A Polícia Federal abriu um inquérito em 05 de fevereiro de 2026 para investigar as relações entre o Grupo Fictor e o Banco Master, que foi liquidado pelo Banco Central. A investigação surgiu após o pedido de recuperação judicial da Fictor, que enfrenta dívidas de cerca de R$ 4 bilhões.
O inquérito foca na suposta tentativa de compra do Banco Master pela Fictor, em parceria com investidores árabes, anunciada um dia antes da liquidação do banco. O banqueiro Daniel Vorcaro, que liderava o Banco Master, foi preso ao tentar viajar para os Emirados Árabes Unidos para finalizar a negociação.
Contexto da Investigação
A liquidação do Banco Master ocorreu em um momento crítico, e Vorcaro alega que a intervenção do Banco Central foi precipitada, afetando as negociações em andamento. A Fictor, por sua vez, argumenta que a crise de liquidez que levou ao seu pedido de recuperação judicial foi exacerbada pela liquidação do banco, o que gerou desconfiança entre investidores e resultou em uma avalanche de notícias negativas.

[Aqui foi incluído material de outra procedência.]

#[cfg(test)]
pub(crate) mod tests {
    use super::*;
    use hazelcast_core::protocol::constants::*;
    use tokio::io::DuplexStream;
    use tokio::time::{timeout, Duration};
    use tokio_util::codec::Framed;

    /// Records what connections deliver.
    #[derive(Default)]
    pub(crate) struct RecordingHandler {
        pub(crate) messages: Mutex<Vec<ClientMessage>>,
        pub(crate) closed: Mutex<Vec<ConnectionId>>,
    }

    impl ConnectionHandler for RecordingHandler {
        fn handle_message(&self, _connection: &Arc<Connection>, message: ClientMessage) {
            self.messages.lock().unwrap().push(message);
        }

        fn connection_closed(&self, connection: &Arc<Connection>) {
            self.closed.lock().unwrap().push(connection.id());
        }
    }

    pub(crate) fn test_connection(
        handler: &Arc<RecordingHandler>,
    ) -> (Arc<Connection>, Framed<DuplexStream, ClientMessageCodec>) {
        let (client, server) = tokio::io::duplex(64 * 1024);
        let weak: Weak<dyn ConnectionHandler> = {
            let dyn_handler: Arc<dyn ConnectionHandler> = handler.clone();
            Arc::downgrade(&dyn_handler)
        };
        let connection = Connection::spawn(
            ConnectionId::new(1),
            "127.0.0.1:5701".parse().unwrap(),
            client,
            weak,
        );
        (connection, Framed::new(server, ClientMessageCodec::new()))
    }

    async fn wait_until(cond: impl Fn() -> bool) {
        timeout(Duration::from_secs(5), async {
            while !cond() {
                tokio::time::sleep(Duration::from_millis(5)).await;
            }
        })
        .await
        .expect("condition not reached");
    }

    #[test]
    fn test_connection_id_display() {
        let id = ConnectionId::new(42);
        assert_eq!(id.to_string(), "conn-42");
        assert_eq!(id.value(), 42);
    }

    #[tokio::test]
    async fn test_write_reaches_peer() {
        let handler = Arc::new(RecordingHandler::default());
        let (connection, mut peer) = test_connection(&handler);

        let mut request = ClientMessage::new_request(CLIENT_PING);
        request.set_correlation_id(7);
        connection.write(request).await.unwrap();

        let received = peer.next().await.unwrap().unwrap();
        assert_eq!(received.message_type(), Some(CLIENT_PING));
        assert_eq!(received.correlation_id(), Some(7));
        assert!(connection.bytes_written() > 0);
    }

    #[tokio::test]
    async fn test_incoming_messages_are_dispatched() {
        let handler = Arc::new(RecordingHandler::default());
        let (connection, mut peer) = test_connection(&handler);
        let before = connection.last_read_at();

        peer.send(ClientMessage::create_for_response(CLIENT_PING_RESPONSE, 3, 0))
            .await
            .unwrap();

        wait_until(|| handler.messages.lock().unwrap().len() == 1).await;
        let messages = handler.messages.lock().unwrap();
        assert_eq!(messages[0].correlation_id(), Some(3));
        assert!(connection.bytes_read() > 0);
        assert!(connection.last_read_at() >= before);
    }

    #[tokio::test]
    async fn test_peer_close_closes_connection_once() {
        let handler = Arc::new(RecordingHandler::default());
        let (connection, peer) = test_connection(&handler);

        drop(peer);
        wait_until(|| !connection.is_alive()).await;
        wait_until(|| handler.closed.lock().unwrap().len() == 1).await;

        assert_eq!(
            connection.closed_reason().as_deref(),
            Some("Connection closed by the other side")
        );
        connection.close("again");
        assert_eq!(handler.closed.lock().unwrap().len(), 1);
    }

    #[tokio::test]
    async fn test_write_after_close_fails() {
        let handler = Arc::new(RecordingHandler::default());
        let (connection, _peer) = test_connection(&handler);

        connection.close("explicit");
        let err = connection
            .write(ClientMessage::new_request(CLIENT_PING))
            .await
            .unwrap_err();
        assert!(err.is_io());
        assert!(err.to_string().contains("explicit"));
    }

    #[tokio::test]
    async fn test_remote_identity_set_once() {
        let handler = Arc::new(RecordingHandler::default());
        let (connection, _peer) = test_connection(&handler);
        let member = Uuid::new_v4();
        let cluster = Uuid::new_v4();

        assert_eq!(connection.member_uuid(), None);
        connection.set_remote_identity(member, cluster);
        connection.set_remote_identity(Uuid::new_v4(), Uuid::new_v4());
        assert_eq!(connection.member_uuid(), Some(member));
        assert_eq!(connection.cluster_id(), Some(cluster));
        assert!(connection.to_string().contains(&member.to_string()));
    }

    #[test]
    fn test_connection_is_send_sync() {
        fn assert_send_sync<T: Send + Sync>() {}
        assert_send_sync::<Connection>();
    }
}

Com o inquérito em andamento, a Polícia Federal investiga crimes de gestão fraudulenta, apropriação indébita financeira e a operação de instituição financeira sem autorização, entre outros. A análise das relações financeiras e societárias entre a Fictor e o Banco Master é um dos focos principais da investigação.
Reações e Consequências
Na véspera da liquidação, representantes do Banco Master tentaram dialogar com o diretor de Fiscalização do Banco Central, Ailton Aquino, sobre as negociações com a Fictor. No entanto, a operação da Polícia Federal já estava em curso, levando à liquidação do banco no dia seguinte.
Opinião
A situação envolvendo o Grupo Fictor e o Banco Master evidencia a fragilidade do sistema financeiro e a necessidade de uma investigação rigorosa para esclarecer os fatos e responsabilizar os envolvidos.